◆ **Materials provided**:
◆ ◆ ◆ ◆ ◆
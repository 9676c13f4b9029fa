//! Orthographic camera for 2D scenes
//!
//! The camera looks down the negative Z axis. Its frustum is given in world
//! units, so with `left = 0`, `right = 800`, `bottom = 0`, `top = 600` a sprite
//! at `(400, 300)` lands in the centre of the screen.
//!
//! Any setter clears the `updated` flag. The batcher refreshes a stale camera
//! once at the start of a frame and rebuilds every MVP in that frame.
//!
//! Each refresh stamps the camera with a process-wide generation number, so a
//! camera refreshed outside the batcher is still recognised as new.

use std::sync::atomic::{AtomicU64, Ordering};

use crate::foundation::math::{Mat4, Mat4Ext, Vec3};

static NEXT_GENERATION: AtomicU64 = AtomicU64::new(1);

/// Orthographic view volume, in world units
#[derive(Debug, Clone, Copy, PartialEq)]
pub struct Frustum {
    /// Left clip plane
    pub left: f32,
    /// Right clip plane
    pub right: f32,
    /// Bottom clip plane
    pub bottom: f32,
    /// Top clip plane
    pub top: f32,
    /// Near clip distance
    pub near: f32,
    /// Far clip distance
    pub far: f32,
}

/// 2D orthographic camera with cached view and projection
#[derive(Debug, Clone, PartialEq)]
pub struct Camera2D {
    frustum: Frustum,
    position: Vec3,
    target: Vec3,
    up: Vec3,
    view: Mat4,
    projection: Mat4,
    updated: bool,
    generation: u64,
}

impl Camera2D {
    /// Camera covering `[x, width] x [y, height]`
    ///
    /// `width` and `height` are the right and top edges, not extents.
    pub fn new(x: f32, y: f32, width: f32, height: f32, near: f32, far: f32) -> Self {
        let mut camera = Self {
            frustum: Frustum { left: x, right: width, bottom: y, top: height, near, far },
            position: Vec3::zeros(),
            target: Vec3::new(0.0, 0.0, -1.0),
            up: Vec3::y(),
            view: Mat4::identity(),
            projection: Mat4::identity(),
            updated: false,
            generation: 0,
        };
        camera.refresh();
        camera
    }

    /// Camera whose frustum matches a `width x height` viewport at the origin
    pub fn for_viewport(width: f32, height: f32) -> Self {
        Self::new(0.0, 0.0, width, height, -1.0, 1.0)
    }

    /// Recompute view and projection and mark the camera current
    pub fn refresh(&mut self) {
        self.view = Mat4::look_at(self.position, self.target, self.up);
        let Frustum { left, right, bottom, top, near, far } = self.frustum;
        self.projection = Mat4::orthographic(left, right, bottom, top, near, far);
        self.updated = true;
        self.generation = NEXT_GENERATION.fetch_add(1, Ordering::Relaxed);
    }

    /// Pan the camera; the look direction is preserved
    pub fn set_position(&mut self, position: Vec3) {
        let offset = self.target - self.position;
        self.position = position;
        self.target = position + offset;
        self.updated = false;
    }

    /// Point the camera at `target`
    pub fn look_at(&mut self, target: Vec3, up: Vec3) {
        self.target = target;
        self.up = up;
        self.updated = false;
    }

    /// Replace the frustum
    pub fn set_frustum(&mut self, frustum: Frustum) {
        self.frustum = frustum;
        self.updated = false;
    }

    /// Match the frustum to a new viewport size, keeping the lower-left corner
    pub fn resize(&mut self, width: f32, height: f32) {
        self.frustum.right = self.frustum.left + width;
        self.frustum.top = self.frustum.bottom + height;
        self.updated = false;
    }

    /// Whether view and projection reflect the current parameters
    pub fn is_updated(&self) -> bool {
        self.updated
    }

    /// Stamp of the last refresh; differs for every refresh of every camera
    pub fn generation(&self) -> u64 {
        self.generation
    }

    /// Camera position
    pub fn position(&self) -> Vec3 {
        self.position
    }

    /// Current frustum
    pub fn frustum(&self) -> &Frustum {
        &self.frustum
    }

    /// View matrix from the last refresh
    pub fn view_matrix(&self) -> &Mat4 {
        &self.view
    }

    /// Projection matrix from the last refresh
    pub fn projection_matrix(&self) -> &Mat4 {
        &self.projection
    }

    /// `projection * view` from the last refresh
    pub fn view_projection(&self) -> Mat4 {
        self.projection * self.view
    }
}

#[cfg(test)]
mod tests {
    use super::*;
    use crate::foundation::math::Vec4;
    use approx::assert_relative_eq;

    #[test]
    fn test_new_camera_is_current() {
        let camera = Camera2D::for_viewport(800.0, 600.0);
        assert!(camera.is_updated());
    }

    #[test]
    fn test_viewport_centre_maps_to_clip_origin() {
        let camera = Camera2D::for_viewport(800.0, 600.0);
        let clip = camera.view_projection() * Vec4::new(400.0, 300.0, 0.0, 1.0);
        assert_relative_eq!(clip.x, 0.0, epsilon = 1e-5);
        assert_relative_eq!(clip.y, 0.0, epsilon = 1e-5);
    }

    #[test]
    fn test_setters_mark_stale() {
        let mut camera = Camera2D::for_viewport(800.0, 600.0);
        camera.set_position(Vec3::new(10.0, 0.0, 0.0));
        assert!(!camera.is_updated());

        camera.refresh();
        assert!(camera.is_updated());

        camera.resize(1024.0, 768.0);
        assert!(!camera.is_updated());
        assert_eq!(camera.frustum().right, 1024.0);
    }

    #[test]
    fn test_pan_shifts_world() {
        let mut camera = Camera2D::for_viewport(800.0, 600.0);
        camera.set_position(Vec3::new(100.0, 0.0, 0.0));
        camera.refresh();

        // World x = 500 is now where x = 400 used to be
        let clip = camera.view_projection() * Vec4::new(500.0, 300.0, 0.0, 1.0);
        assert_relative_eq!(clip.x, 0.0, epsilon = 1e-5);
    }
    #[test]
    fn test_every_refresh_gets_a_new_generation() {
        let mut camera = Camera2D::for_viewport(800.0, 600.0);
        let other = Camera2D::for_viewport(800.0, 600.0);
        assert_ne!(camera.generation(), other.generation());

        let before = camera.generation();
        camera.set_position(Vec3::new(5.0, 0.0, 0.0));
        assert_eq!(camera.generation(), before);

        camera.refresh();
        assert_ne!(camera.generation(), before);
    }
}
◆ ◆ ◆ ◆ ◆
◆ **Your assignment**: Retype, in the same exact form, the lines of the material above from the line holding "camera.set_position(Vec3::new(100.0, 0.0, 0.0));" through the line holding "assert_eq!(camera.generation(), before);".

◆ **Solved problem**:
        camera.set_position(Vec3::new(100.0, 0.0, 0.0));
        camera.refresh();

        // World x = 500 is now where x = 400 used to be
        let clip = camera.view_projection() * Vec4::new(500.0, 300.0, 0.0, 1.0);
        assert_relative_eq!(clip.x, 0.0, epsilon = 1e-5);
    }
    #[test]
    fn test_every_refresh_gets_a_new_generation() {
        let mut camera = Camera2D::for_viewport(800.0, 600.0);
        let other = Camera2D::for_viewport(800.0, 600.0);
        assert_ne!(camera.generation(), other.generation());

        let before = camera.generation();
        camera.set_position(Vec3::new(5.0, 0.0, 0.0));
        assert_eq!(camera.generation(), before);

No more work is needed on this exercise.